In what I think was my first post, I mentioned the not-so-small fact that an agent was currently interested in my novel and had requested pages. While the result might not be something I'm eager to announce across the internet world, I like closure.
She wrote back last night and very politely rejected my novel.
Yep. So that's the end of that. Honestly, if you want to know, I'm not crushed. Or discouraged. Or upset. Or devastated. Mostly when I opened that email, what I felt was relief.
A) Because I'd been waiting almost two months and was itching for an answer of some kind.
B) Because this whole time I've been questioning whether I'm really ready to be published.

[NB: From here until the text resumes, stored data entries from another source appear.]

//! [`BleStack`] on top of btleplug.
//!
//! Requests are queued to a worker task that owns the adapter and performs
//! them one at a time; outcomes come back as [`StackEvent`]s on the receiver
//! returned by [`BtleplugStack::new`]. The host stack resolves characteristics
//! by UUID, so handles reported by the core are informational here.

use std::collections::HashMap;
use std::sync::atomic::{AtomicBool, Ordering};
use std::sync::Arc;
use std::time::Duration;

use btleplug::api::{
    AddressType as BtAddressType, BDAddr, Central as _, CentralEvent, Characteristic,
    Manager as _, Peripheral as _, ScanFilter, WriteType,
};
use btleplug::platform::{Adapter, Manager, Peripheral, PeripheralId};
use bytes::Bytes;
use futures::stream::StreamExt;
use parking_lot::RwLock;
use tokio::sync::mpsc;
use tokio::task::JoinHandle;
use tokio::time::Instant;
use tracing::{debug, error, info, trace, warn};
use uuid::Uuid;

use crate::ble::advertising::{
    AddressType, AdvertisementReport, PeerAddress, AD_TYPE_SERVICE_DATA_16,
};
use crate::ble::characteristics::{AttributeHandles, AttributeTarget, WptCharacteristic, WriteMode};
use crate::ble::event::{AttributeRef, GenericErrorKind, StackEvent};
use crate::ble::stack::{BleStack, LinkState};
use crate::ble::uuids::{is_wpt_service, short_uuid};
use crate::config::PtuConfig;
use crate::error::{Error, Result};

/// ATT opcodes reported in error responses.
const ATT_READ_BY_GROUP_TYPE_REQUEST: u8 = 0x10;
const ATT_READ_REQUEST: u8 = 0x0A;
const ATT_WRITE_REQUEST: u8 = 0x12;

/// ATT "Unlikely Error", used when the host stack gives no code.
const ATT_UNLIKELY_ERROR: u8 = 0x0E;

/// HCI reasons reported with `LinkLost`.
const HCI_CONNECTION_TIMEOUT: u8 = 0x08;
const HCI_LOCAL_HOST_TERMINATED: u8 = 0x16;
const HCI_CONNECTION_FAILED: u8 = 0x3E;

/// Requests handed to the worker.
#[derive(Debug)]
enum Request {
    StartScan,
    StopScan,
    Connect(PeerAddress),
    Disconnect,
    CancelConnect,
    DiscoverServices,
    Read(AttributeTarget),
    Write {
        target: AttributeTarget,
        value: Bytes,
        mode: WriteMode,
    },
    SetDescriptor {
        target: AttributeTarget,
        value: Bytes,
    },
}

/// Host BLE stack driving the first Bluetooth adapter.
pub struct BtleplugStack {
    requests: mpsc::UnboundedSender<Request>,
    link: Arc<RwLock<LinkState>>,
    worker: JoinHandle<()>,
}

impl BtleplugStack {
    /// Open the first adapter and start the worker.
    ///
    /// The worker reports `StackReady` once it listens for adapter events.
    ///
    /// # Errors
    ///
    /// Returns an error if Bluetooth is not available.
    pub async fn new(config: &PtuConfig) -> Result<(Self, mpsc::UnboundedReceiver<StackEvent>)> {
        let manager = Manager::new()
            .await
            .map_err(|_e| Error::BluetoothUnavailable)?;

        let adapter = manager
            .adapters()
            .await?
            .into_iter()
            .next()
            .ok_or(Error::BluetoothUnavailable)?;

        info!(
            "Using Bluetooth adapter: {:?}",
            adapter.adapter_info().await.ok()
        );

        let (request_tx, request_rx) = mpsc::unbounded_channel();
        let (event_tx, event_rx) = mpsc::unbounded_channel();
        let link = Arc::new(RwLock::new(LinkState::Initializing));

        let worker = Worker {
            adapter,
            requests: request_rx,
            events: event_tx,
            link: link.clone(),
            scan_window: config.scan_window,
            connect_timeout: config.connect_timeout,
            scan_deadline: None,
            known: HashMap::new(),
            peripheral: None,
            notifier: None,
            indicate: Arc::new(AtomicBool::new(false)),
        };

        let stack = Self {
            requests: request_tx,
            link,
            worker: tokio::spawn(worker.run()),
        };
        Ok((stack, event_rx))
    }

    fn send(&self, request: Request) -> Result<()> {
        self.requests
            .send(request)
            .map_err(|_| Error::ChannelClosed("stack requests"))
    }

    fn require_link(&self, operation: &'static str) -> Result<()> {
        match self.link_state() {
            LinkState::Connected => Ok(()),
            state => Err(Error::Rejected {
                operation,
                reason: format!("link is {:?}", state),
            }),
        }
    }
}

impl BleStack for BtleplugStack {
    fn start_scan(&mut self) -> Result<()> {
        self.send(Request::StartScan)
    }

    fn stop_scan(&mut self) -> Result<()> {
        self.send(Request::StopScan)
    }

    fn connect(&mut self, address: &PeerAddress) -> Result<()> {
        if self.link_state() == LinkState::Connected {
            return Err(Error::Rejected {
                operation: "connect",
                reason: "already connected".to_string(),
            });
        }
        self.send(Request::Connect(*address))
    }

    fn disconnect(&mut self) -> Result<()> {
        self.require_link("disconnect")?;
        self.send(Request::Disconnect)
    }

    fn cancel_connect(&mut self) -> Result<()> {
        self.send(Request::CancelConnect)
    }

    fn discover_services(&mut self) -> Result<()> {
        self.require_link("discover services")?;
        self.send(Request::DiscoverServices)
    }

    fn read_characteristic(&mut self, target: AttributeTarget) -> Result<()> {
        self.require_link("read")?;
        self.send(Request::Read(target))
    }

    fn write_characteristic(
        &mut self,
        target: AttributeTarget,
        value: &[u8],
        mode: WriteMode,
    ) -> Result<()> {
        self.require_link("write")?;
        self.send(Request::Write {
            target,
            value: Bytes::copy_from_slice(value),
            mode,
        })
    }

    fn set_descriptor(&mut self, target: AttributeTarget, value: &[u8]) -> Result<()> {
        self.require_link("write descriptor")?;
        self.send(Request::SetDescriptor {
            target,
            value: Bytes::copy_from_slice(value),
        })
    }

    fn link_state(&self) -> LinkState {
        *self.link.read()
    }
}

I'm in college. I have a work study job and I'm in intramurals and I want to be in another play and I'm part of two or three different clubs. Plus, I just took an extended weekend off for a trip to D.C. (March for Life HOLLA) and I'm planning on spending spring break in Montana. And during the summer I juggle two jobs, one full time and one part time (= roughly 50 hours a week). Oh. Also there's this thing called a social life that I like to pretend I have.
So, while it would have been superthrillingmindblowinglyamazing if this agent had wanted to represent me, it's also okay. I have school, and family, and friends, and my faith, and a life, and writing is sort of on the side right now.
Yeah. That's pretty much how it stands. And I still have some things in the air: the ABNA contest, and a few queries to agents still floating around out there, but for now, when I'm barely able to write anything (not to mention work on my story) every day, it's definitely for the best how this turned out.
I'm stoked that she requested pages at all. I mean, that's still awesome! And in no way am I discouraged about my writing or my novel. I might put actively trying to get it published on the back burner for a bit, while I focus on other things, but I know I'm on the right path (SHE REQUESTED PAGES!!!) and I know that I'll eventually find the right place for my novel.